- **Required action**
An exact repetition of the records is required. Leave nothing out.

- **Exercise input**

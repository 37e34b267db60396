use axum::{
    extract::{Path, State},
    http::StatusCode,
    Extension, Json,
};
use chrono::{DateTime, Utc};
use serde::{Deserialize, Serialize};
use uuid::Uuid;

use crate::middleware::RequestId;

use super::products::ProductListItem;
use super::{map_db_error, ApiError, ApiResponse, AppState, ResponseMeta};

const PRODUCT_SCORE_WEIGHT: i64 = 10;
const REPORT_SCORE_WEIGHT: i64 = 5;

#[derive(Debug, Serialize)]
pub(super) struct ReputationData {
    pub user_id: Uuid,
    pub products_created: i64,
    pub prices_reported: i64,
    /// Weighted contribution score: products count more than reports.
    pub score: i64,
}

#[derive(Debug, Serialize)]
pub(super) struct FavoriteToggleData {
    product_id: Uuid,
    is_favorite: bool,
}

#[derive(Debug, Serialize)]
pub(super) struct ShoppingListItem {
    id: Uuid,
    product_id: Option<Uuid>,
    text: String,
    is_checked: bool,
    created_at: DateTime<Utc>,
}

impl From<narx_db::ShoppingListItemRow> for ShoppingListItem {
    fn from(row: narx_db::ShoppingListItemRow) -> Self {
        Self {
            id: row.id,
            product_id: row.product_id,
            text: row.text,
            is_checked: row.is_checked,
            created_at: row.created_at,
        }
    }
}

#[derive(Debug, Deserialize)]
pub(super) struct AddItemBody {
    pub text: String,
    pub product_id: Option<Uuid>,
}

#[derive(Debug, Serialize, Deserialize)]
pub(super) struct SetCheckedBody {
    pub is_checked: bool,
}

#[derive(Debug, Serialize)]
pub(super) struct ClearCheckedData {
    removed: u64,
}

pub(super) async fn list_favorites(
    State(state): State<AppState>,
    Extension(req_id): Extension<RequestId>,
    Path(user_id): Path<Uuid>,
) -> Result<Json<ApiResponse<Vec<ProductListItem>>>, ApiError> {
    let rows = narx_db::list_favorite_products(&state.pool, user_id)
        .await
        .map_err(|e| map_db_error(req_id.0.clone(), &e))?;

    Ok(Json(ApiResponse {
        data: rows.into_iter().map(ProductListItem::from).collect(),
        meta: ResponseMeta::new(req_id.0),
    }))
}

pub(super) async fn toggle_favorite(
    State(state): State<AppState>,
    Extension(req_id): Extension<RequestId>,
    Path((user_id, product_id)): Path<(Uuid, Uuid)>,
) -> Result<Json<ApiResponse<FavoriteToggleData>>, ApiError> {
    let is_favorite = narx_db::toggle_favorite(&state.pool, user_id, product_id)
        .await
        .map_err(|e| map_db_error(req_id.0.clone(), &e))?;

    Ok(Json(ApiResponse {
        data: FavoriteToggleData {
            product_id,
            is_favorite,
        },
        meta: ResponseMeta::new(req_id.0),
    }))
}

/// Builds the contribution profile from two independent counts, issued
/// concurrently since neither depends on the other.
pub(super) async fn get_reputation(
    State(state): State<AppState>,
    Extension(req_id): Extension<RequestId>,
    Path(user_id): Path<Uuid>,
) -> Result<Json<ApiResponse<ReputationData>>, ApiError> {
    let (products_created, prices_reported) = tokio::join!(
        narx_db::count_products_by_user(&state.pool, user_id),
        narx_db::count_prices_by_user(&state.pool, user_id),
    );
    let products_created =
        products_created.map_err(|e| map_db_error(req_id.0.clone(), &e))?;
    let prices_reported = prices_reported.map_err(|e| map_db_error(req_id.0.clone(), &e))?;

    Ok(Json(ApiResponse {
        data: ReputationData {
            user_id,
            products_created,
            prices_reported,
            score: products_created * PRODUCT_SCORE_WEIGHT
                + prices_reported * REPORT_SCORE_WEIGHT,
        },
        meta: ResponseMeta::new(req_id.0),
    }))
}

pub(super) async fn list_shopping_items(
    State(state): State<AppState>,
    Extension(req_id): Extension<RequestId>,
    Path(user_id): Path<Uuid>,
) -> Result<Json<ApiResponse<Vec<ShoppingListItem>>>, ApiError> {
    let rows = narx_db::list_items(&state.pool, user_id)
        .await
        .map_err(|e| map_db_error(req_id.0.clone(), &e))?;

    Ok(Json(ApiResponse {
        data: rows.into_iter().map(ShoppingListItem::from).collect(),
        meta: ResponseMeta::new(req_id.0),
    }))
}

pub(super) async fn add_shopping_item(
    State(state): State<AppState>,
    Extension(req_id): Extension<RequestId>,
    Path(user_id): Path<Uuid>,
    Json(body): Json<AddItemBody>,
) -> Result<(StatusCode, Json<ApiResponse<ShoppingListItem>>), ApiError> {
    let text = body.text.trim();
    if text.is_empty() {
        return Err(ApiError::new(
            req_id.0,
            "validation_error",
            "item text must not be empty",
        ));
    }

    let row = narx_db::add_item(&state.pool, user_id, text, body.product_id)
        .await
        .map_err(|e| map_db_error(req_id.0.clone(), &e))?;

    Ok((
        StatusCode::CREATED,
        Json(ApiResponse {
            data: ShoppingListItem::from(row),
            meta: ResponseMeta::new(req_id.0),
        }),
    ))
}

pub(super) async fn set_item_checked(
    State(state): State<AppState>,
    Extension(req_id): Extension<RequestId>,
    Path((user_id, item_id)): Path<(Uuid, Uuid)>,
    Json(body): Json<SetCheckedBody>,
) -> Result<Json<ApiResponse<SetCheckedBody>>, ApiError> {
    narx_db::set_item_checked(&state.pool, user_id, item_id, body.is_checked)
        .await
        .map_err(|e| map_db_error(req_id.0.clone(), &e))?;

    Ok(Json(ApiResponse {
        data: body,
        meta: ResponseMeta::new(req_id.0),
    }))
}

pub(super) async fn remove_shopping_item(
    State(state): State<AppState>,
    Extension(req_id): Extension<RequestId>,
    Path((user_id, item_id)): Path<(Uuid, Uuid)>,
) -> Result<StatusCode, ApiError> {
    narx_db::remove_item(&state.pool, user_id, item_id)
        .await
        .map_err(|e| map_db_error(req_id.0, &e))?;

    Ok(StatusCode::NO_CONTENT)
}

pub(super) async fn clear_checked_items(
    State(state): State<AppState>,
    Extension(req_id): Extension<RequestId>,
    Path(user_id): Path<Uuid>,
) -> Result<Json<ApiResponse<ClearCheckedData>>, ApiError> {
    let removed = narx_db::delete_checked(&state.pool, user_id)
        .await
        .map_err(|e| map_db_error(req_id.0.clone(), &e))?;

    Ok(Json(ApiResponse {
        data: ClearCheckedData { removed },
        meta: ResponseMeta::new(req_id.0),
    }))
}
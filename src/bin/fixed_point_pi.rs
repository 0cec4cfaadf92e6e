/*
 * @file fixed_point_pi.rs
 * @author Mike Hamburg
 * @copyright 2020-2022 Rambus Inc.
 *
 * Fixed-point Monte Carlo estimate of pi.
 */

use bitsim::{pi,PiOptions};
use clap::Parser;
use log::error;
use std::process::exit;

#[derive(Parser, Debug)]
#[command(version, about = "Estimate pi with 64-bit fixed-point arithmetic")]
struct Args {
    /// Total samples, split evenly among threads
    #[arg(default_value_t = 10000)]
    samples: u64,

    /// Number of worker threads
    #[arg(default_value_t = 1)]
    threads: usize,

    /// Base seed; thread t uses seed + t.  Random if omitted
    seed: Option<u64>,
}

fn main() {
    env_logger::init_from_env(env_logger::Env::default().default_filter_or("info"));
    let args = Args::parse();

    let options = PiOptions { samples: args.samples, threads: args.threads, seed: args.seed };
    match pi::estimate_with(&options) {
        Ok(estimate) => println!("{}", estimate.report()),
        Err(e) => {
            error!("{}", e);
            exit(1);
        }
    }
}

- **Solution to the exercise**
repository 37e34b267db60396
use axum::{
    extract::{Path, State},
    http::StatusCode,
    Extension, Json,
};
use chrono::{DateTime, Utc};
use serde::{Deserialize, Serialize};
use uuid::Uuid;

use crate::middleware::RequestId;

use super::products::ProductListItem;
use super::{map_db_error, ApiError, ApiResponse, AppState, ResponseMeta};

const PRODUCT_SCORE_WEIGHT: i64 = 10;
const REPORT_SCORE_WEIGHT: i64 = 5;

#[derive(Debug, Serialize)]
pub(super) struct ReputationData {
    pub user_id: Uuid,
    pub products_created: i64,
    pub prices_reported: i64,
    /// Weighted contribution score: products count more than reports.
    pub score: i64,
}

#[derive(Debug, Serialize)]
pub(super) struct FavoriteToggleData {
    product_id: Uuid,
    is_favorite: bool,
}

#[derive(Debug, Serialize)]
pub(super) struct ShoppingListItem {
    id: Uuid,
    product_id: Option<Uuid>,
    text: String,
    is_checked: bool,
    created_at: DateTime<Utc>,
}

impl From<narx_db::ShoppingListItemRow> for ShoppingListItem {
    fn from(row: narx_db::ShoppingListItemRow) -> Self {
        Self {
            id: row.id,
            product_id: row.product_id,
            text: row.text,
            is_checked: row.is_checked,
            created_at: row.created_at,
        }
    }
}

#[derive(Debug, Deserialize)]
pub(super) struct AddItemBody {
    pub text: String,
    pub product_id: Option<Uuid>,
}

#[derive(Debug, Serialize, Deserialize)]
pub(super) struct SetCheckedBody {
    pub is_checked: bool,
}

#[derive(Debug, Serialize)]
pub(super) struct ClearCheckedData {
    removed: u64,
}

pub(super) async fn list_favorites(
    State(state): State<AppState>,
    Extension(req_id): Extension<RequestId>,
    Path(user_id): Path<Uuid>,
) -> Result<Json<ApiResponse<Vec<ProductListItem>>>, ApiError> {
    let rows = narx_db::list_favorite_products(&state.pool, user_id)
        .await
        .map_err(|e| map_db_error(req_id.0.clone(), &e))?;

    Ok(Json(ApiResponse {
        data: rows.into_iter().map(ProductListItem::from).collect(),
        meta: ResponseMeta::new(req_id.0),
    }))
}

pub(super) async fn toggle_favorite(
    State(state): State<AppState>,
    Extension(req_id): Extension<RequestId>,
    Path((user_id, product_id)): Path<(Uuid, Uuid)>,
) -> Result<Json<ApiResponse<FavoriteToggleData>>, ApiError> {
    let is_favorite = narx_db::toggle_favorite(&state.pool, user_id, product_id)
        .await
        .map_err(|e| map_db_error(req_id.0.clone(), &e))?;

    Ok(Json(ApiResponse {
        data: FavoriteToggleData {
            product_id,
            is_favorite,
        },
        meta: ResponseMeta::new(req_id.0),
    }))
}

/// Builds the contribution profile from two independent counts, issued
/// concurrently since neither depends on the other.
pub(super) async fn get_reputation(
    State(state): State<AppState>,
    Extension(req_id): Extension<RequestId>,
    Path(user_id): Path<Uuid>,
) -> Result<Json<ApiResponse<ReputationData>>, ApiError> {
    let (products_created, prices_reported) = tokio::join!(
        narx_db::count_products_by_user(&state.pool, user_id),
        narx_db::count_prices_by_user(&state.pool, user_id),
    );
    let products_created =
        products_created.map_err(|e| map_db_error(req_id.0.clone(), &e))?;
    let prices_reported = prices_reported.map_err(|e| map_db_error(req_id.0.clone(), &e))?;

    Ok(Json(ApiResponse {
        data: ReputationData {
            user_id,
            products_created,
            prices_reported,
            score: products_created * PRODUCT_SCORE_WEIGHT
                + prices_reported * REPORT_SCORE_WEIGHT,
        },
        meta: ResponseMeta::new(req_id.0),
    }))
}

pub(super) async fn list_shopping_items(
    State(state): State<AppState>,
    Extension(req_id): Extension<RequestId>,
    Path(user_id): Path<Uuid>,
) -> Result<Json<ApiResponse<Vec<ShoppingListItem>>>, ApiError> {
    let rows = narx_db::list_items(&state.pool, user_id)
        .await
        .map_err(|e| map_db_error(req_id.0.clone(), &e))?;

    Ok(Json(ApiResponse {
        data: rows.into_iter().map(ShoppingListItem::from).collect(),
        meta: ResponseMeta::new(req_id.0),
    }))
}

pub(super) async fn add_shopping_item(
    State(state): State<AppState>,
    Extension(req_id): Extension<RequestId>,
    Path(user_id): Path<Uuid>,
    Json(body): Json<AddItemBody>,
) -> Result<(StatusCode, Json<ApiResponse<ShoppingListItem>>), ApiError> {
    let text = body.text.trim();
    if text.is_empty() {
        return Err(ApiError::new(
            req_id.0,
            "validation_error",
            "item text must not be empty",
        ));
    }

    let row = narx_db::add_item(&state.pool, user_id, text, body.product_id)
        .await
        .map_err(|e| map_db_error(req_id.0.clone(), &e))?;

    Ok((
        StatusCode::CREATED,
        Json(ApiResponse {
            data: ShoppingListItem::from(row),
            meta: ResponseMeta::new(req_id.0),
        }),
    ))
}

pub(super) async fn set_item_checked(
    State(state): State<AppState>,
    Extension(req_id): Extension<RequestId>,
    Path((user_id, item_id)): Path<(Uuid, Uuid)>,
    Json(body): Json<SetCheckedBody>,
) -> Result<Json<ApiResponse<SetCheckedBody>>, ApiError> {
    narx_db::set_item_checked(&state.pool, user_id, item_id, body.is_checked)
        .await
        .map_err(|e| map_db_error(req_id.0.clone(), &e))?;

    Ok(Json(ApiResponse {
        data: body,
        meta: ResponseMeta::new(req_id.0),
    }))
}

pub(super) async fn remove_shopping_item(
    State(state): State<AppState>,
    Extension(req_id): Extension<RequestId>,
    Path((user_id, item_id)): Path<(Uuid, Uuid)>,
) -> Result<StatusCode, ApiError> {
    narx_db::remove_item(&state.pool, user_id, item_id)
        .await
        .map_err(|e| map_db_error(req_id.0, &e))?;

    Ok(StatusCode::NO_CONTENT)
}

pub(super) async fn clear_checked_items(
    State(state): State<AppState>,
    Extension(req_id): Extension<RequestId>,
    Path(user_id): Path<Uuid>,
) -> Result<Json<ApiResponse<ClearCheckedData>>, ApiError> {
    let removed = narx_db::delete_checked(&state.pool, user_id)
        .await
        .map_err(|e| map_db_error(req_id.0.clone(), &e))?;

    Ok(Json(ApiResponse {
        data: ClearCheckedData { removed },
        meta: ResponseMeta::new(req_id.0),
    }))
}
filename src/bin/fixed_point_pi.rs
repository 0cec4cfaadf92e6e
/*
 * @file fixed_point_pi.rs
 * @author Mike Hamburg
 * @copyright 2020-2022 Rambus Inc.
 *
 * Fixed-point Monte Carlo estimate of pi.
 */

use bitsim::{pi,PiOptions};
use clap::Parser;
use log::error;
use std::process::exit;

#[derive(Parser, Debug)]
#[command(version, about = "Estimate pi with 64-bit fixed-point arithmetic")]
struct Args {
    /// Total samples, split evenly among threads
    #[arg(default_value_t = 10000)]
    samples: u64,

    /// Number of worker threads
    #[arg(default_value_t = 1)]
    threads: usize,

    /// Base seed; thread t uses seed + t.  Random if omitted
    seed: Option<u64>,
}

fn main() {
    env_logger::init_from_env(env_logger::Env::default().default_filter_or("info"));
    let args = Args::parse();

    let options = PiOptions { samples: args.samples, threads: args.threads, seed: args.seed };
    match pi::estimate_with(&options) {
        Ok(estimate) => println!("{}", estimate.report()),
        Err(e) => {
            error!("{}", e);
            exit(1);
        }
    }
}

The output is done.